Rambutan Rambutan is a red fruit that tastes like a cross between lychee and longan, two types of berries from Southeast Asia. Rambutans are about the size of grapes with thick, spiny husks that may be green or reddish-purple. The fruit inside has a soft, jelly-like texture and a sweet flavor similar to juicy apples. Rambutan contains more vitamin C than oranges and it's also rich in antioxidants, which may help protect your cells from damage that can lead to cancer and other diseases.
Rambutan is grown widely in Southeast Asia, Malaysia, Sri Lanka, and Pakistan. It's also cultivated in Hawaii, where it can be imported year-round. You can find rambutan in Asian markets and grocery stores that sell international foods. It's a popular fruit in Thailand, where it's called makok or makuk.

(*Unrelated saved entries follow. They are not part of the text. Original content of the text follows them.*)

//! Tidi web server.
//!
//! Serves the sign-in screens, onboarding and the workspace/proposal JSON
//! API on port 3000.
//!
//! # Architecture
//!
//! - Axum web framework, Askama templates for the HTML screens
//! - `PostgreSQL` via sqlx for users, workspaces, catalog and sessions
//! - tower-sessions for the signed-in user and the proposal selections

#![cfg_attr(not(test), forbid(unsafe_code))]

use std::net::SocketAddr;
use std::sync::Arc;

use axum::middleware::from_fn;
use sentry::integrations::tracing as sentry_tracing;
use tower_http::trace::{DefaultOnResponse, OnResponse, TraceLayer};
use tracing::Span;
use tracing_subscriber::{layer::SubscriberExt, util::SubscriberInitExt};

use tidi_web::config::TidiConfig;
use tidi_web::middleware::{create_session_layer, request_id_middleware};
use tidi_web::services::TracingCodeDelivery;
use tidi_web::state::AppState;
use tidi_web::{db, routes};

/// Initialize Sentry error tracking and return guard that must be kept alive.
fn init_sentry(config: &TidiConfig) -> Option<sentry::ClientInitGuard> {
    let dsn = config.sentry_dsn.as_ref()?;

    let guard = sentry::init((
        dsn.as_str(),
        sentry::ClientOptions {
            release: sentry::release_name!(),
            environment: config
                .sentry_environment
                .clone()
                .map(std::borrow::Cow::Owned),
            attach_stacktrace: true,
            ..Default::default()
        },
    ));

    tracing::info!("Sentry initialized");
    Some(guard)
}

/// Filter tracing events to Sentry event types.
fn sentry_event_filter(metadata: &tracing::Metadata<'_>) -> sentry_tracing::EventFilter {
    match *metadata.level() {
        tracing::Level::ERROR | tracing::Level::WARN => sentry_tracing::EventFilter::Event,
        tracing::Level::INFO | tracing::Level::DEBUG => sentry_tracing::EventFilter::Breadcrumb,
        _ => sentry_tracing::EventFilter::Ignore,
    }
}

#[tokio::main]
async fn main() {
    let config = TidiConfig::from_env().expect("Failed to load configuration");

    // Sentry must be initialized before the tracing subscriber
    let _sentry_guard = init_sentry(&config);

    let env_filter = tracing_subscriber::EnvFilter::try_from_default_env()
        .unwrap_or_else(|_| "tidi_web=info,tidi_core=info,tower_http=debug".into());

    // JSON logs when LOG_FORMAT=json, text otherwise
    let json_logs = std::env::var("LOG_FORMAT").is_ok_and(|v| v.eq_ignore_ascii_case("json"));
    let json_layer = json_logs.then(|| tracing_subscriber::fmt::layer().json().flatten_event(true));
    let text_layer = (!json_logs).then(tracing_subscriber::fmt::layer);

    tracing_subscriber::registry()
        .with(env_filter)
        .with(json_layer)
        .with(text_layer)
        .with(sentry_tracing::layer().event_filter(sentry_event_filter))
        .init();

    let pool = db::create_pool(&config.database_url)
        .await
        .expect("Failed to create database pool");
    tracing::info!("Database pool created");

    // NOTE: Migrations are NOT run automatically on startup.
    // Run them explicitly via: cargo run -p tidi-cli -- migrate

    let session_layer = create_session_layer(&pool, &config);
    let state = AppState::new(config.clone(), pool, Arc::new(TracingCodeDelivery));

    let app = routes::routes()
        .layer(session_layer)
        .layer(from_fn(request_id_middleware))
        .layer(
            TraceLayer::new_for_http()
                .make_span_with(|request: &axum::http::Request<_>| {
                    tracing::info_span!(
                        "http_request",
                        method = %request.method(),
                        uri = %request.uri(),
                        request_id = tracing::field::Empty,
                        status = tracing::field::Empty,
                        latency_ms = tracing::field::Empty,
                    )
                })
                .on_response(
                    |response: &axum::http::Response<_>,
                     latency: std::time::Duration,
                     span: &Span| {
                        span.record("status", response.status().as_u16());
                        span.record(
                            "latency_ms",
                            u64::try_from(latency.as_millis()).unwrap_or(u64::MAX),
                        );
                        DefaultOnResponse::default().on_response(response, latency, span);
                    },
                ),
        )
        .with_state(state)
        // Sentry layers (outermost for full request coverage)
        .layer(sentry_tower::NewSentryLayer::new_from_top())
        .layer(sentry_tower::SentryHttpLayer::new().enable_transaction());

    let addr = config.socket_addr();
    tracing::info!("tidi-web listening on http://{}", addr);

    let listener = tokio::net::TcpListener::bind(addr)
        .await
        .expect("Failed to bind to address");

    // Peer address feeds the rate limiter when no proxy header is present
    axum::serve(
        listener,
        app.into_make_service_with_connect_info::<SocketAddr>(),
    )
    .with_graceful_shutdown(shutdown_signal())
    .await
    .expect("Server error");
}

/// Wait for shutdown signal (Ctrl+C or SIGTERM).
async fn shutdown_signal() {
    let ctrl_c = async {
        tokio::signal::ctrl_c()
            .await
            .expect("Failed to install Ctrl+C handler");
    };

    #[cfg(unix)]
    let terminate = async {
        tokio::signal::unix::signal(tokio::signal::unix::SignalKind::terminate())
            .expect("Failed to install signal handler")
            .recv()
            .await;
    };

    #[cfg(not(unix))]
    let terminate = std::future::pending::<()>();

    tokio::select! {
        () = ctrl_c => {},
        () = terminate => {},
    }

    tracing::info!("Shutdown signal received, starting graceful shutdown");
}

One cup of rambutan contains only 46 calories and 0 grams of fat. Your body needs fuel from food to function efficiently, and the calories in rambutan give you that energy. Calories are units of energy that represent how much potential fuel is present in food. Without sufficient calories, your cells can't function properly and you may become malnourished over time.
A serving of rambutan also provides 12 grams of carbohydrates. Carbohydrates represent one of three main categories of food, the others being fats and proteins. Carbohydrates are your body's favorite energy source because they're easily converted to glucose, which fuels every cell in your body. Your brain also requires a constant supply of glucose for optimal performance.
Rambutan is a good source of several vitamins and minerals including vitamin C, vitamin A, niacin, riboflavin, and potassium. These nutrients help keep you healthy by supporting your metabolism, immune system, and nervous system.
Vitamin C is an antioxidant that neutralizes free radicals in your body. Free radicals are unstable molecules that attempt to steal electrons from other molecules. When free radicals react with cells or DNA, they can damage or kill these cells. Vitamin C may help protect you against free radical damage that may lead to heart disease, cancer, and other conditions over time.
Rambutan also contains the mineral potassium, which helps control your blood pressure and fluid balance. It's important for your nerves, muscles, and heart to function properly. Potassium may also boost your immune system and help you burn more calories at rest.
Global rambutan production
Rambutan is native to tropical Southeast Asia, specifically Malaysia, Indonesia, and the Philippines. The name rambutan is derived from the Malay word rambut meaning "hair", a reference to the numerous hairy spines coverings the fruit's skin. Rambutan is also known by other names such as mavris, pulasan, and nephelium lappaceum.
Rambutan is a popular fruit in Southeast Asia and is increasingly becoming available in other parts of the world such as Australia, New Zealand, Europe, North America, and South America. Rambutan is a relatively small tree that can grow up to 20 meters (66 feet) in height. The leaves are dark green and glossy, and the flowers are small and white.
The fruit of the rambutan tree is oval in shape and approximately the size of a chicken egg. The thin skin is covered with short, sharp spines. The flesh of the fruit is white or pale pink, and it contains a large seed. Rambutan is a popular fruit because of its sweet and sour taste, as well as its unusual appearance.
Global production of rambutans was estimated to be around 1.3 million metric tons in 2013. Indonesia is by far the largest producer of rambutans, accounting for approximately 70% of global production. Other major producing countries include Thailand, Malaysia, Vietnam, and the Philippines.
The majority of rambutans produced globally are consumed within the country of origin. However, an increasing amount of rambutans are being exported to other parts of the world as the demand for fruit continues to grow. The United States is one of the largest importers of rambutans, followed by Europe and Australia. The global production of rambutans is expected to continue to grow in the coming years as the fruit becomes more widely available and its popularity continues to increase.